RabbitMQ clustering queue mirroring for high availability: get master node's ip for a queue at time t

From my understanding, RabbitMQ clustering is for scalability not availability, but using mirrored queues allows for availability as well in that if that master fails, an up-to-date slave can be promoted to master.

From the documentation:

Messages published to the queue are replicated to all slaves. Consumers are connected to the master regardless of which node they connect to, with slaves dropping messages that have been acknowledged at the master. Queue mirroring therefore enhances availability, but does not distribute load across nodes (all participating nodes each do all the work).

Therefore, load-balancing across the nodes for a given queue doesn't make sense as this will always add an extra trip from the node contacted to the master node for the queue (unless I'm misunderstanding something).

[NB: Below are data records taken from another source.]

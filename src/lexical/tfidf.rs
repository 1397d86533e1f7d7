//! TF-IDF vector space model with cosine similarity
//!
//! Weights are raw term counts times a smoothed IDF,
//! `ln((1 + n) / (1 + df)) + 1`, and every vector is L2-normalized, so the
//! cosine between a query and a document reduces to a sparse dot product.

use ahash::{HashMap, HashMapExt};
use serde::{Deserialize, Serialize};
use std::collections::BTreeMap;

use super::tokenize::word_tokens;
use super::LexicalScorer;

/// Sparse vector: (column, weight) pairs sorted by column
pub type SparseVector = Vec<(usize, f64)>;

#[derive(Debug, Clone, PartialEq, Serialize, Deserialize)]
pub struct TfidfModel {
    /// term -> column; columns follow lexical term order
    vocabulary: HashMap<String, usize>,
    idf: Vec<f64>,
    doc_vectors: Vec<SparseVector>,
}

impl TfidfModel {
    /// Fit the vocabulary and IDF weights, and vectorize every document
    pub fn fit(documents: &[String]) -> Self {
        let tokenized: Vec<Vec<String>> = documents.iter().map(|d| word_tokens(d)).collect();

        let mut document_frequency: BTreeMap<&str, usize> = BTreeMap::new();
        for tokens in &tokenized {
            let mut seen: Vec<&str> = tokens.iter().map(String::as_str).collect();
            seen.sort_unstable();
            seen.dedup();
            for term in seen {
                *document_frequency.entry(term).or_insert(0) += 1;
            }
        }

        let n = documents.len() as f64;
        let mut vocabulary = HashMap::with_capacity(document_frequency.len());
        let mut idf = Vec::with_capacity(document_frequency.len());
        for (column, (term, df)) in document_frequency.into_iter().enumerate() {
            vocabulary.insert(term.to_string(), column);
            idf.push(((1.0 + n) / (1.0 + df as f64)).ln() + 1.0);
        }

        let mut model = Self {
            vocabulary,
            idf,
            doc_vectors: Vec::new(),
        };
        let doc_vectors = tokenized
            .iter()
            .map(|tokens| model.vectorize(tokens))
            .collect();
        model.doc_vectors = doc_vectors;
        model
    }

    /// Project text into the fitted space. Out-of-vocabulary terms are ignored.
    pub fn transform(&self, text: &str) -> SparseVector {
        self.vectorize(&word_tokens(text))
    }

    /// Cosine similarity of `text` against every document, in corpus order
    pub fn cosine_scores(&self, text: &str) -> Vec<f64> {
        let query: HashMap<usize, f64> = self.transform(text).into_iter().collect();
        if query.is_empty() {
            return vec![0.0; self.doc_vectors.len()];
        }

        self.doc_vectors
            .iter()
            .map(|doc| {
                doc.iter()
                    .filter_map(|(column, weight)| query.get(column).map(|q| q * weight))
                    .sum()
            })
            .collect()
    }

    pub fn vocabulary_size(&self) -> usize {
        self.vocabulary.len()
    }

    fn vectorize(&self, tokens: &[String]) -> SparseVector {
        let mut counts: BTreeMap<usize, f64> = BTreeMap::new();
        for token in tokens {
            if let Some(&column) = self.vocabulary.get(token) {
                *counts.entry(column).or_insert(0.0) += 1.0;
            }
        }

        let mut vector: SparseVector = counts
            .into_iter()
            .map(|(column, tf)| (column, tf * self.idf[column]))
            .collect();

        let norm = vector.iter().map(|(_, w)| w * w).sum::<f64>().sqrt();
        if norm > 0.0 {
            for (_, w) in vector.iter_mut() {
                *w /= norm;
            }
        }
        vector
    }
}

impl LexicalScorer for TfidfModel {
    fn name(&self) -> &'static str {
        "tfidf"
    }

    fn doc_count(&self) -> usize {
        self.doc_vectors.len()
    }

    fn score(&self, query: &str) -> Vec<f64> {
        self.cosine_scores(query)
    }
}
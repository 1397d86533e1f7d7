//! Prompt templates, embedded at build time and overridable from disk

use std::path::{Path, PathBuf};
use tracing::{debug, warn};

#[derive(Debug, Clone, Copy, PartialEq, Eq)]
pub enum PromptKind {
    ExpandQuery,
    RerankResults,
    GenerateSummary,
}

impl PromptKind {
    pub fn name(self) -> &'static str {
        match self {
            Self::ExpandQuery => "expand_query",
            Self::RerankResults => "rerank_results",
            Self::GenerateSummary => "generate_summary",
        }
    }

    fn builtin(self) -> &'static str {
        match self {
            Self::ExpandQuery => include_str!("../../prompts/expand_query.txt"),
            Self::RerankResults => include_str!("../../prompts/rerank_results.txt"),
            Self::GenerateSummary => include_str!("../../prompts/generate_summary.txt"),
        }
    }
}

/// Resolves `<overrides_dir>/<name>.txt` first, then the built-in template
#[derive(Debug, Clone, Default)]
pub struct PromptLibrary {
    overrides_dir: Option<PathBuf>,
}

impl PromptLibrary {
    pub fn new(overrides_dir: Option<PathBuf>) -> Self {
        Self { overrides_dir }
    }

    pub fn get(&self, kind: PromptKind) -> String {
        if let Some(dir) = &self.overrides_dir {
            if let Some(text) = read_override(dir, kind) {
                return text;
            }
        }
        kind.builtin().to_string()
    }
}

fn read_override(dir: &Path, kind: PromptKind) -> Option<String> {
    let path = dir.join(format!("{}.txt", kind.name()));
    if !path.exists() {
        return None;
    }
    match std::fs::read_to_string(&path) {
        Ok(text) => {
            debug!("Using prompt override {}", path.display());
            Some(text)
        }
        Err(e) => {
            warn!("Failed to read prompt override {}: {}", path.display(), e);
            None
        }
    }
}

#[cfg(test)]
mod tests {
    use super::*;
    use tempfile::TempDir;

    #[test]
    fn test_builtin_templates() {
        let library = PromptLibrary::default();
        let rerank = library.get(PromptKind::RerankResults);
        assert!(rerank.contains("{query}"));
        assert!(rerank.contains("{resume_ids}"));
        assert!(library.get(PromptKind::ExpandQuery).contains("total_resume"));
    }

    #[test]
    fn test_override_from_directory() {
        let temp = TempDir::new().unwrap();
        std::fs::write(temp.path().join("generate_summary.txt"), "Summarize briefly.").unwrap();

        let library = PromptLibrary::new(Some(temp.path().to_path_buf()));
        assert_eq!(library.get(PromptKind::GenerateSummary), "Summarize briefly.");
        // No override for this one
        assert!(library.get(PromptKind::ExpandQuery).contains("expanded_query"));
    }
}
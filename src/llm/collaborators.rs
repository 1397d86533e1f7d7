//! Query expansion, re-ranking and summarization backed by a [`ChatBackend`]
//!
//! Each collaborator checks the returned JSON against a narrow schema and
//! falls back to a fixed value when the call fails or the shape is wrong.

use serde_json::Value;
use std::sync::Arc;
use tracing::debug;

use super::{ChatBackend, LlmOutcome};
use crate::retrieval::{sanitize_ranking, Corpus, Reranker};

/// Result count used when expansion does not yield one
pub const DEFAULT_DESIRED_COUNT: usize = 5;

#[derive(Debug, Clone, PartialEq, Eq)]
pub struct QueryExpansion {
    pub expanded_query: String,
    pub desired_count: usize,
}

impl QueryExpansion {
    /// Fallback expansion: the query itself and the default count
    pub fn unexpanded(query: &str) -> Self {
        Self {
            expanded_query: query.to_string(),
            desired_count: DEFAULT_DESIRED_COUNT,
        }
    }
}

pub trait QueryExpander: Send + Sync {
    fn expand(&self, query: &str) -> LlmOutcome<QueryExpansion>;
}

pub trait Summarizer: Send + Sync {
    fn summarize(&self, resume_text: &str, query: &str) -> LlmOutcome<String>;

    /// Text used when no summary can be produced
    fn placeholder(&self) -> &str;
}

pub struct LlmQueryExpander {
    backend: Arc<dyn ChatBackend>,
    prompt: String,
}

impl LlmQueryExpander {
    pub fn new(backend: Arc<dyn ChatBackend>, prompt: String) -> Self {
        Self { backend, prompt }
    }
}

/// `{"expanded_query": str, "total_resume": int}`; one key is enough
fn parse_expansion(value: &Value, query: &str) -> Option<QueryExpansion> {
    let expanded = value.get("expanded_query");
    let count = value.get("total_resume");
    if expanded.is_none() && count.is_none() {
        return None;
    }

    let expanded_query = expanded
        .and_then(Value::as_str)
        .map(str::trim)
        .filter(|q| !q.is_empty())
        .unwrap_or(query)
        .to_string();

    let desired_count = count
        .and_then(|c| {
            c.as_u64()
                .or_else(|| c.as_str().and_then(|s| s.trim().parse().ok()))
        })
        .filter(|n| *n > 0)
        .map(|n| n as usize)
        .unwrap_or(DEFAULT_DESIRED_COUNT);

    Some(QueryExpansion {
        expanded_query,
        desired_count,
    })
}

impl QueryExpander for LlmQueryExpander {
    fn expand(&self, query: &str) -> LlmOutcome<QueryExpansion> {
        let value = match self.backend.complete_json(&self.prompt, query) {
            Ok(value) => value,
            Err(e) => {
                return LlmOutcome::fallback(
                    QueryExpansion::unexpanded(query),
                    format!("query expansion failed: {}", e),
                )
            }
        };

        match parse_expansion(&value, query) {
            Some(expansion) => {
                debug!(
                    "Expanded query to '{}' ({} results)",
                    expansion.expanded_query, expansion.desired_count
                );
                LlmOutcome::Parsed(expansion)
            }
            None => LlmOutcome::fallback(
                QueryExpansion::unexpanded(query),
                "query expansion response has neither expanded_query nor total_resume",
            ),
        }
    }
}

/// Asks the model to order the ids; the prompt names the query and ids
pub struct LlmReranker {
    backend: Arc<dyn ChatBackend>,
    template: String,
}

impl LlmReranker {
    pub fn new(backend: Arc<dyn ChatBackend>, template: String) -> Self {
        Self { backend, template }
    }
}

/// `{"ranked_ids": [..]}` or `{"content": [..]}` of strings
fn parse_ranking(value: &Value) -> Option<Vec<String>> {
    let list = value
        .get("ranked_ids")
        .or_else(|| value.get("content"))?
        .as_array()?;

    list.iter()
        .map(|item| item.as_str().map(|s| s.trim().to_string()))
        .collect()
}

impl Reranker for LlmReranker {
    fn name(&self) -> &'static str {
        "llm"
    }

    fn rerank(&self, query: &str, candidate_ids: &[String], _corpus: &Corpus) -> LlmOutcome<Vec<String>> {
        let prompt = self
            .template
            .replace("{query}", query)
            .replace("{resume_ids}", &candidate_ids.join(", "));

        let value = match self.backend.complete_json(&prompt, query) {
            Ok(value) => value,
            Err(e) => {
                return LlmOutcome::fallback(candidate_ids.to_vec(), format!("re-ranking failed: {}", e))
            }
        };

        let ranked = match parse_ranking(&value) {
            Some(ranked) => sanitize_ranking(ranked, candidate_ids),
            None => {
                return LlmOutcome::fallback(
                    candidate_ids.to_vec(),
                    "re-ranking response is not a list of ids",
                )
            }
        };

        if ranked.is_empty() && !candidate_ids.is_empty() {
            return LlmOutcome::fallback(
                candidate_ids.to_vec(),
                "re-ranking response named none of the candidates",
            );
        }

        LlmOutcome::Parsed(ranked)
    }
}

pub struct LlmSummarizer {
    backend: Arc<dyn ChatBackend>,
    prompt: String,
    placeholder: String,
}

impl LlmSummarizer {
    pub fn new(backend: Arc<dyn ChatBackend>, prompt: String, placeholder: impl Into<String>) -> Self {
        Self {
            backend,
            prompt,
            placeholder: placeholder.into(),
        }
    }
}

/// First of `ranked_candidates[0].summary`, `summary`, `content` that is a string
fn parse_summary(value: &Value) -> Option<String> {
    let ranked = value
        .get("ranked_candidates")
        .and_then(Value::as_array)
        .and_then(|list| list.first())
        .and_then(|first| first.get("summary"));

    [ranked, value.get("summary"), value.get("content")]
        .into_iter()
        .flatten()
        .find_map(|v| v.as_str())
        .map(str::trim)
        .filter(|s| !s.is_empty())
        .map(str::to_string)
}

impl Summarizer for LlmSummarizer {
    fn summarize(&self, resume_text: &str, query: &str) -> LlmOutcome<String> {
        let content = format!("Resume:\n{}\n\nRecruiter Query:\n{}", resume_text, query);

        match self.backend.complete_json(&self.prompt, &content) {
            Ok(value) => match parse_summary(&value) {
                Some(summary) => LlmOutcome::Parsed(summary),
                None => LlmOutcome::fallback(
                    self.placeholder.clone(),
                    "summary response has no summary text",
                ),
            },
            Err(e) => LlmOutcome::fallback(self.placeholder.clone(), format!("summary failed: {}", e)),
        }
    }

    fn placeholder(&self) -> &str {
        &self.placeholder
    }
}
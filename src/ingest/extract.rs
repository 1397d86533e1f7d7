//! Plain-text extraction from resume files

use std::path::Path;
use std::process::Command;
use thiserror::Error;
use tracing::debug;

#[derive(Error, Debug)]
pub enum ExtractError {
    #[error("Unsupported file type: {0}")]
    Unsupported(String),

    #[error("Failed to read {path}: {source}")]
    Read {
        path: String,
        source: std::io::Error,
    },

    #[error("pdftotext failed for {path}: {message}")]
    Pdf { path: String, message: String },

    #[error("No text extracted from {0}")]
    Empty(String),
}

/// Turns a file on disk into raw text
pub trait TextExtractor: Send + Sync {
    fn extract_text(&self, path: &Path) -> Result<String, ExtractError>;
}

/// `.pdf` through the poppler `pdftotext` binary, `.txt` and `.md` as UTF-8
pub struct FileExtractor {
    pdftotext_bin: String,
}

impl FileExtractor {
    pub fn new(pdftotext_bin: impl Into<String>) -> Self {
        Self {
            pdftotext_bin: pdftotext_bin.into(),
        }
    }

    fn pdf_to_text(&self, path: &Path) -> Result<String, ExtractError> {
        let output = Command::new(&self.pdftotext_bin)
            .arg("-enc")
            .arg("UTF-8")
            .arg(path)
            .arg("-")
            .output()
            .map_err(|e| ExtractError::Pdf {
                path: path.display().to_string(),
                message: format!("could not run {} ({}); is poppler installed?", self.pdftotext_bin, e),
            })?;

        if !output.status.success() {
            return Err(ExtractError::Pdf {
                path: path.display().to_string(),
                message: String::from_utf8_lossy(&output.stderr).trim().to_string(),
            });
        }

        Ok(String::from_utf8_lossy(&output.stdout).into_owned())
    }
}

impl TextExtractor for FileExtractor {
    fn extract_text(&self, path: &Path) -> Result<String, ExtractError> {
        let extension = path
            .extension()
            .and_then(|e| e.to_str())
            .map(|e| e.to_ascii_lowercase())
            .unwrap_or_default();

        let text = match extension.as_str() {
            "pdf" => self.pdf_to_text(path)?,
            "txt" | "md" => std::fs::read_to_string(path).map_err(|e| ExtractError::Read {
                path: path.display().to_string(),
                source: e,
            })?,
            other => {
                return Err(ExtractError::Unsupported(if other.is_empty() {
                    path.display().to_string()
                } else {
                    format!(".{}", other)
                }))
            }
        };

        if text.trim().is_empty() {
            return Err(ExtractError::Empty(path.display().to_string()));
        }

        debug!("Extracted {} characters from {}", text.len(), path.display());
        Ok(text)
    }
}

#[cfg(test)]
mod tests {
    use super::*;
    use tempfile::TempDir;

    #[test]
    fn test_plain_text() {
        let temp = TempDir::new().unwrap();
        let path = temp.path().join("resume.txt");
        std::fs::write(&path, "Jane Doe\nRust engineer").unwrap();

        let text = FileExtractor::new("pdftotext").extract_text(&path).unwrap();
        assert_eq!(text, "Jane Doe\nRust engineer");
    }

    #[test]
    fn test_docx_unsupported() {
        let temp = TempDir::new().unwrap();
        let path = temp.path().join("resume.docx");
        std::fs::write(&path, b"PK").unwrap();

        let result = FileExtractor::new("pdftotext").extract_text(&path);
        assert!(matches!(result, Err(ExtractError::Unsupported(_))));
    }

    #[test]
    fn test_blank_file_is_empty() {
        let temp = TempDir::new().unwrap();
        let path = temp.path().join("blank.md");
        std::fs::write(&path, " \n\t").unwrap();

        let result = FileExtractor::new("pdftotext").extract_text(&path);
        assert!(matches!(result, Err(ExtractError::Empty(_))));
    }

    #[test]
    fn test_missing_pdftotext_binary() {
        let temp = TempDir::new().unwrap();
        let path = temp.path().join("resume.pdf");
        std::fs::write(&path, b"%PDF-1.4").unwrap();

        let result = FileExtractor::new("/nonexistent/pdftotext").extract_text(&path);
        assert!(matches!(result, Err(ExtractError::Pdf { .. })));
    }
}
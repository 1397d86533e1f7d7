use std::path::PathBuf;
use thiserror::Error;

use crate::embedding::{EmbeddingError, VectorIndexError};
use crate::lexical::LexicalError;
use crate::llm::LlmError;

/// Main error type for Talentsift
#[derive(Error, Debug)]
pub enum SiftError {
    /// Configuration related errors
    #[error("Configuration error: {0}")]
    Config(String),

    /// Configuration validation errors
    #[error("Configuration validation failed: {errors:?}")]
    ConfigValidation { errors: Vec<ValidationError> },

    /// Configuration file not found
    #[error("Configuration file not found: {path}")]
    ConfigNotFound { path: PathBuf },

    /// Invalid configuration value
    #[error("Invalid configuration value at {path}: {message}")]
    InvalidConfigValue { path: String, message: String },

    /// IO errors
    #[error("IO error: {context}: {source}")]
    Io {
        source: std::io::Error,
        context: String,
    },

    /// TOML deserialization errors
    #[error("TOML error: {0}")]
    Toml(#[from] toml::de::Error),

    /// TOML serialization errors
    #[error("TOML serialization error: {0}")]
    TomlSerialization(#[from] toml::ser::Error),

    /// JSON errors
    #[error("JSON error: {context}: {source}")]
    Json {
        source: serde_json::Error,
        context: String,
    },

    /// CSV errors
    #[error("CSV error: {context}: {source}")]
    Csv { source: csv::Error, context: String },

    /// Database errors
    #[error("Database error: {0}")]
    Database(#[from] rusqlite::Error),

    /// Lexical index errors
    #[error(transparent)]
    Lexical(#[from] LexicalError),

    /// Dense vector index errors
    #[error(transparent)]
    VectorIndex(#[from] VectorIndexError),

    /// Embedding model errors
    #[error(transparent)]
    Embedding(#[from] EmbeddingError),

    /// LLM backend errors
    #[error(transparent)]
    Llm(#[from] LlmError),
}

/// Configuration validation error
#[derive(Debug, Clone)]
pub struct ValidationError {
    /// Path to the configuration key that failed validation
    pub path: String,
    /// Error message describing the validation failure
    pub message: String,
}

impl ValidationError {
    pub fn new(path: impl Into<String>, message: impl Into<String>) -> Self {
        Self {
            path: path.into(),
            message: message.into(),
        }
    }
}

/// Result type for Talentsift operations
pub type Result<T> = std::result::Result<T, SiftError>;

Hence, we'd want to always be able to know which node is the master for a given queue.

I haven't really worked with RabbitMQ very much, so perhaps I'm just missing it in the documentation, but it seems that there's no way to determine a mirrored-queue's master's ip if there was a master failure and a slave was promoted to master. Every source that I see merely remarks on one's ability to set the initial master node, which isn't very helpful for me. For any time t, how do I find the master node ip for a given queue?

PS: It also seems bad to simply have the nodes behind a load-balancer since if there's some network partition (which can occur even with nodes in the same LAN), then we'd potentially be hitting nodes that can't communicate with the master for the queue OR worse there could be a split brain that we'd be evolving, if you will.

Solution

You can create a smart client which maintain queues mirroring topology. It is possible using the Management Plugin and its REST API.

eg. for a queue, curl -i -u guest:guest http://[HOST]:[PORT]/api/queues/[VHOST]/[QUEUE] will return the following payload:

{
  "messages": 0,
  "slave_nodes": [
    "rabbit@node1",
    "rabbit@node0"
  ],
  "synchronised_slave_nodes": [
    "rabbit@node0",
    "rabbit@node1"
  ],
  "recoverable_slaves": [
    "rabbit@node0"
  ],
  "state": "running",
  "name": "myQueue",
=>"node": "rabbit@node2"
}

For myQueue your client will favor connection to node2 (the myQueue master node) to minimize HOP.

I'm not sure if it worth the cost. It will increase the number of connections and the client complexity. I would be happy to receive feeback if you implement somethink.